Lastly, using seaborn, I made a boxplot to get the distribution and potential outliers. I also learnt how to implement z-test and t-test using python which I will be trying tomorrow.
Week 3- Friday
Implementation of multiple linear regression, continued..
After encoding the data, I divided the data into training and test set using train_test_split from sklearn (test size 0.2) like I did in Simple linear regression. Once I created a muiltiple linear regression model using sklearn’s LinearRegression class, I trained it using the training data for it to learn relationships between the predictors (R&D Spend,Administration,Marketing Spend,State) and the profits. Using the model I made profit predictions on the test data.
So overall, I gained insights into the importance of data preprocessing (encoding categorical data) and application of regression models in real world scenarios.
Week 3 – Thursday
Today I tried implementing a more advanced form of regression analysis to model the relationships between multiple predictors and a dependent variable. The data I used had a list of 50 startups, characterized by its spending in different departments, (R&D Spend,Administration,Marketing Spend,State,Profit)

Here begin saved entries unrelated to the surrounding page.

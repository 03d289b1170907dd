//! Random unique-movie selection over the paginated discover listing.
//!
//! Each attempt samples one random page, drops entries without a poster or
//! already used or blacklisted, and validates one random survivor against the
//! detail endpoint. A 404 on validation blacklists the id and costs one attempt.

use rand::Rng;
use std::collections::HashSet;
use tracing::{debug, info};

use super::sets::{Blacklist, UsedIdSet};
use crate::tmdb::{CandidateMovie, MovieCatalog, TmdbError};

#[derive(Debug, Clone, PartialEq)]
pub enum SelectionState {
    Sampling { attempt: u32 },
    Validating { attempt: u32, candidate: CandidateMovie },
    Found(CandidateMovie),
    Exhausted,
}

impl SelectionState {
    pub fn is_terminal(&self) -> bool {
        matches!(self, SelectionState::Found(_) | SelectionState::Exhausted)
    }
}

pub struct Selector<'a> {
    catalog: &'a dyn MovieCatalog,
    blacklist: &'a Blacklist,
    max_attempts: u32,
    max_page: u32,
}

impl<'a> Selector<'a> {
    pub fn new(
        catalog: &'a dyn MovieCatalog,
        blacklist: &'a Blacklist,
        max_attempts: u32,
        max_page: u32,
    ) -> Self {
        Self {
            catalog,
            blacklist,
            max_attempts,
            max_page: max_page.max(1),
        }
    }

    /// Run the state machine to completion. `Ok(None)` means the attempt
    /// budget ran out, which is not an error.
    pub async fn find_unique(
        &self,
        used: &UsedIdSet,
    ) -> Result<Option<CandidateMovie>, TmdbError> {
        let mut state = SelectionState::Sampling { attempt: 0 };
        while !state.is_terminal() {
            state = self.step(state, used).await?;
        }

        match state {
            SelectionState::Found(candidate) => Ok(Some(candidate)),
            _ => {
                info!(attempts = self.max_attempts, "No unique movie found");
                Ok(None)
            }
        }
    }

    pub async fn step(
        &self,
        state: SelectionState,
        used: &UsedIdSet,
    ) -> Result<SelectionState, TmdbError> {
        match state {
            SelectionState::Sampling { attempt } if attempt >= self.max_attempts => {
                Ok(SelectionState::Exhausted)
            }
            SelectionState::Sampling { attempt } => {
                let page = random_page(self.max_page);
                let listing = self.catalog.discover(page).await?;

                let candidates = {
                    let blacklisted = self.blacklist.ids().await;
                    filter_candidates(listing.results, used, &blacklisted)
                };
                debug!(attempt, page, candidates = candidates.len(), "Sampled discover page");

                Ok(match pick_random(candidates) {
                    Some(candidate) => SelectionState::Validating { attempt, candidate },
                    None => SelectionState::Sampling { attempt: attempt + 1 },
                })
            }
            SelectionState::Validating { attempt, candidate } => {
                match self.catalog.movie_details(candidate.id).await {
                    Ok(_) => Ok(SelectionState::Found(candidate)),
                    Err(TmdbError::NotFound) => {
                        info!(movie_id = candidate.id, "Blacklisting movie missing upstream");
                        self.blacklist.insert(candidate.id).await;
                        Ok(SelectionState::Sampling { attempt: attempt + 1 })
                    }
                    Err(e) => Err(e),
                }
            }
            terminal => Ok(terminal),
        }
    }
}

/// Keep entries that have a poster and are neither used nor blacklisted.
pub fn filter_candidates(
    results: Vec<CandidateMovie>,
    used: &UsedIdSet,
    blacklisted: &HashSet<u64>,
) -> Vec<CandidateMovie> {
    results
        .into_iter()
        .filter(|m| m.has_poster() && !used.contains(m.id) && !blacklisted.contains(&m.id))
        .collect()
}

fn random_page(max_page: u32) -> u32 {
    rand::rng().random_range(1..=max_page)
}

fn pick_random<T>(mut items: Vec<T>) -> Option<T> {
    if items.is_empty() {
        return None;
    }
    let idx = rand::rng().random_range(0..items.len());
    Some(items.swap_remove(idx))
}

#[cfg(test)]
mod tests {
    use super::*;
    use crate::tmdb::fake::{movie, FakeCatalog};

    #[test]
    fn test_filter_candidates() {
        let mut used = UsedIdSet::new(10);
        used.insert(2);
        let blacklisted: HashSet<u64> = [3].into_iter().collect();

        let results = vec![
            movie(1, Some("/a.jpg")),
            movie(2, Some("/b.jpg")),
            movie(3, Some("/c.jpg")),
            movie(4, None),
            movie(5, Some("/e.jpg")),
        ];
        let ids: Vec<u64> = filter_candidates(results, &used, &blacklisted)
            .iter()
            .map(|m| m.id)
            .collect();
        assert_eq!(ids, vec![1, 5]);
    }

    #[test]
    fn test_random_page_in_range() {
        for _ in 0..200 {
            let page = random_page(500);
            assert!((1..=500).contains(&page));
        }
        assert_eq!(random_page(1), 1);
    }

    #[tokio::test]
    async fn test_found_excludes_used_and_blacklisted() {
        let catalog = FakeCatalog::with_movies(vec![
            movie(1, Some("/a.jpg")),
            movie(2, Some("/b.jpg")),
            movie(3, Some("/c.jpg")),
        ]);
        let blacklist = Blacklist::new();
        blacklist.insert(1).await;
        let mut used = UsedIdSet::new(20);
        used.insert(2);

        let selector = Selector::new(&catalog, &blacklist, 10, 500);
        for _ in 0..20 {
            let found = selector.find_unique(&used).await.unwrap().unwrap();
            assert_eq!(found.id, 3);
        }
    }

    #[tokio::test]
    async fn test_exhausted_after_budget() {
        let catalog = FakeCatalog::with_movies(vec![movie(1, None)]);
        let blacklist = Blacklist::new();
        let used = UsedIdSet::new(20);

        let selector = Selector::new(&catalog, &blacklist, 10, 500);
        assert!(selector.find_unique(&used).await.unwrap().is_none());
        assert_eq!(catalog.discover_calls(), 10);
        assert!(catalog.detail_calls().is_empty());
    }

    #[tokio::test]
    async fn test_not_found_blacklists_once() {
        let catalog = FakeCatalog::with_movies(vec![movie(42, Some("/x.jpg"))]).missing(&[42]);
        let blacklist = Blacklist::new();
        let used = UsedIdSet::new(20);
        let selector = Selector::new(&catalog, &blacklist, 10, 500);

        assert!(selector.find_unique(&used).await.unwrap().is_none());
        assert!(blacklist.contains(42).await);
        assert_eq!(catalog.detail_calls(), vec![42]);

        // later selections never validate the dead id again
        assert!(selector.find_unique(&used).await.unwrap().is_none());
        assert_eq!(catalog.detail_calls(), vec![42]);
    }

    #[tokio::test]
    async fn test_not_found_then_other_candidate() {
        let catalog = FakeCatalog::with_movies(vec![
            movie(42, Some("/x.jpg")),
            movie(43, Some("/y.jpg")),
        ])
        .missing(&[42]);
        let blacklist = Blacklist::new();
        let used = UsedIdSet::new(20);
        let selector = Selector::new(&catalog, &blacklist, 10, 500);

        for _ in 0..10 {
            let found = selector.find_unique(&used).await.unwrap().unwrap();
            assert_eq!(found.id, 43);
        }
        let dead_checks = catalog.detail_calls().iter().filter(|&&id| id == 42).count();
        assert!(dead_checks <= 1);
    }

    #[tokio::test]
    async fn test_other_validation_error_is_fatal() {
        let catalog = FakeCatalog::with_movies(vec![movie(9, Some("/x.jpg"))]).broken(&[9]);
        let blacklist = Blacklist::new();
        let used = UsedIdSet::new(20);
        let selector = Selector::new(&catalog, &blacklist, 10, 500);

        let err = selector.find_unique(&used).await.unwrap_err();
        assert!(matches!(err, TmdbError::Status(500)));
        assert!(!blacklist.contains(9).await);
    }

    #[tokio::test]
    async fn test_discover_error_is_fatal() {
        let catalog = FakeCatalog::with_movies(vec![movie(9, Some("/x.jpg"))]).failing_discover();
        let blacklist = Blacklist::new();
        let used = UsedIdSet::new(20);
        let selector = Selector::new(&catalog, &blacklist, 10, 500);

        let err = selector.find_unique(&used).await.unwrap_err();
        assert!(matches!(err, TmdbError::Status(503)));
        assert_eq!(catalog.discover_calls(), 1);
        assert!(catalog.detail_calls().is_empty());
    }

    #[tokio::test]
    async fn test_step_transitions() {
        let catalog = FakeCatalog::with_movies(vec![movie(5, Some("/x.jpg"))]);
        let blacklist = Blacklist::new();
        let used = UsedIdSet::new(20);
        let selector = Selector::new(&catalog, &blacklist, 2, 500);

        let state = selector
            .step(SelectionState::Sampling { attempt: 0 }, &used)
            .await
            .unwrap();
        assert_eq!(
            state,
            SelectionState::Validating {
                attempt: 0,
                candidate: movie(5, Some("/x.jpg"))
            }
        );

        let state = selector.step(state, &used).await.unwrap();
        assert_eq!(state, SelectionState::Found(movie(5, Some("/x.jpg"))));

        let state = selector
            .step(SelectionState::Sampling { attempt: 2 }, &used)
            .await
            .unwrap();
        assert_eq!(state, SelectionState::Exhausted);
    }
}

The data consisted of categorical data. I learned to use OneHotEncoder and ColumnTranformer to convert it into numerical format to use it in my regression model.
Week 3 – Wednesday
I learnt to implement simple linear regression and I made use of salary data to find a relationship between years of experience and salary. I imported the essential libraries like numpy, matplotlip and pandas and loaded the csv file. I divided it into 2 arrays X and Y. The former being the independent variable and the latter, dependent. Then I split the dataset into training and test sets using train_test_split function of scikit-learn. Using the LinearRegression class of sklearn, I created a regression model and trained it on the training data to learn the relationship between years of experience and salary. After that predictions are made on the test data, and the results are stored it in a variable. I used matplotlib to create scatter plots of training and test data.